What happens if someone tampers with or truncates a capability link?

The link parser fails closed. parseCapabilityHash (room-manager.js) distinguishes three cases: no fragment at all is an intentional open room and returns null; a present-but-undecodable fragment throws rather than silently degrading to open-room editor mode (the dangerous default — a corrupted encrypted link must never quietly drop you into an unauthenticated editable room); a valid fragment returns the capability. The attacker-controlled kdf iteration field is also range-clamped on decode, so a hand-edited link can't force a weaker-than-legacy key derivation.

Why did the inline page scripts get moved into separate module files?

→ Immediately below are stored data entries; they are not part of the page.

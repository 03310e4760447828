// SPDX-License-Identifier: BUSL-1.1
// Copyright (c) 2026 Alfred Jean LLC

//! In-memory `ContainerEngine` for tests.

use super::{ContainerEngine, ContainerInspection, ContainerSpec, ContainerStats, ContainerSummary};
use crate::error::ContainerEngineError;
use async_trait::async_trait;
use chrono::Utc;
use fleet_core::ContainerId;
use parking_lot::Mutex;
use std::collections::HashMap;
use std::sync::atomic::{AtomicUsize, Ordering};
use std::sync::Arc;
use std::time::Duration;

#[derive(Clone)]
struct FakeContainer {
    name: fleet_core::WorkerName,
    labels: HashMap<String, String>,
    running: bool,
    logs: Vec<u8>,
}

/// Deterministic, injectable-failure fake used by unit and property tests.
#[derive(Clone, Default)]
pub struct FakeContainerEngine {
    containers: Arc<Mutex<HashMap<String, FakeContainer>>>,
    create_calls: Arc<AtomicUsize>,
    remove_calls: Arc<AtomicUsize>,
    fail_next_create: Arc<Mutex<Option<ContainerEngineError>>>,
}

impl FakeContainerEngine {
    pub fn new() -> Self {
        Self::default()
    }

    pub fn create_call_count(&self) -> usize {
        self.create_calls.load(Ordering::SeqCst)
    }

    pub fn remove_call_count(&self) -> usize {
        self.remove_calls.load(Ordering::SeqCst)
    }

    pub fn fail_next_create_with(&self, err: ContainerEngineError) {
        *self.fail_next_create.lock() = Some(err);
    }

    /// Set logs for a container, used to drive `LifecycleReconciler`
    /// offline-diagnosis scenarios.
    pub fn set_logs(&self, id: &str, logs: impl Into<String>) {
        if let Some(c) = self.containers.lock().get_mut(id) {
            c.logs = logs.into().into_bytes();
        }
    }

    pub fn set_running(&self, id: &str, running: bool) {
        if let Some(c) = self.containers.lock().get_mut(id) {
            c.running = running;
        }
    }

    pub fn contains(&self, id: &str) -> bool {
        self.containers.lock().contains_key(id)
    }
}

#[async_trait]
impl ContainerEngine for FakeContainerEngine {
    async fn create_container(
        &self,
        spec: ContainerSpec,
    ) -> Result<ContainerId, ContainerEngineError> {
        self.create_calls.fetch_add(1, Ordering::SeqCst);
        if let Some(err) = self.fail_next_create.lock().take() {
            return Err(err);
        }
        let id = spec.name.to_string();
        let mut containers = self.containers.lock();
        if containers.contains_key(&id) {
            return Err(ContainerEngineError::Conflict(id));
        }
        containers.insert(
            id.clone(),
            FakeContainer {
                name: spec.name,
                labels: spec.labels.to_map(),
                running: false,
                logs: Vec::new(),
            },
        );
        Ok(ContainerId::new(id))
    }

    async fn start_container(&self, id: &ContainerId) -> Result<(), ContainerEngineError> {
        let mut containers = self.containers.lock();
        let c = containers
            .get_mut(id.as_str())
            .ok_or_else(|| ContainerEngineError::NotFound(id.to_string()))?;
        c.running = true;
        Ok(())
    }

    async fn stop_container(
        &self,
        id: &ContainerId,
        _grace: Duration,
    ) -> Result<(), ContainerEngineError> {
        let mut containers = self.containers.lock();
        let c = containers
            .get_mut(id.as_str())
            .ok_or_else(|| ContainerEngineError::NotFound(id.to_string()))?;
        c.running = false;
        Ok(())
    }

    async fn remove_container(&self, id: &ContainerId) -> Result<(), ContainerEngineError> {
        self.remove_calls.fetch_add(1, Ordering::SeqCst);
        self.containers.lock().remove(id.as_str());
        Ok(())
    }

    async fn inspect_container(
        &self,
        id: &ContainerId,
    ) -> Result<ContainerInspection, ContainerEngineError> {
        let containers = self.containers.lock();
        let c = containers
            .get(id.as_str())
            .ok_or_else(|| ContainerEngineError::NotFound(id.to_string()))?;
        Ok(ContainerInspection {
            running: c.running,
            restart_count: 0,
            created_at: Utc::now(),
            exit_code: None,
        })
    }

    async fn list_containers(
        &self,
        label_filter: &HashMap<String, String>,
    ) -> Result<Vec<ContainerSummary>, ContainerEngineError> {
        let containers = self.containers.lock();
        Ok(containers
            .iter()
            .filter(|(_, c)| label_filter.iter().all(|(k, v)| c.labels.get(k) == Some(v)))
            .map(|(id, c)| ContainerSummary {
                id: ContainerId::new(id.clone()),
                name: c.name.clone(),
                labels: c.labels.clone(),
            })
            .collect())
    }

    async fn container_logs(
        &self,
        id: &ContainerId,
        _tail_lines: usize,
    ) -> Result<Vec<u8>, ContainerEngineError> {
        let containers = self.containers.lock();
        let c = containers
            .get(id.as_str())
            .ok_or_else(|| ContainerEngineError::NotFound(id.to_string()))?;
        Ok(c.logs.clone())
    }

    async fn container_stats(
        &self,
        _id: &ContainerId,
    ) -> Result<ContainerStats, ContainerEngineError> {
        Ok(ContainerStats { cpu_usage_percent: 0.0, memory_usage_percent: 0.0 })
    }
}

They were collateral of tightening the Content-Security-Policy. The old policy allowed script-src 'self' 'unsafe-inline', which permits any injected inline <script> to run — the exact thing you don't want in an app that interpolates peer-supplied data into the DOM. Dropping 'unsafe-inline' means inline <script> blocks no longer execute, so the landing-page and board-history bootstraps moved into real ES modules (index-home.js, boards-home.js) loaded with <script type="module" src=...>. The CSP also gained base-uri 'none' and form-action 'self' to close <base>-tag and form-hijack vectors.

Why ECDSA P-256 instead of Ed25519?

Ed25519 is smaller and more modern, but Web Crypto support for it only shipped in very recent browser versions and throws "Unrecognized name" on most installed browsers. ECDSA P-256 has been supported everywhere crypto.subtle exists for years. For a tool people open in whatever browser they already have, universal support matters far more than Ed25519's marginal size advantage.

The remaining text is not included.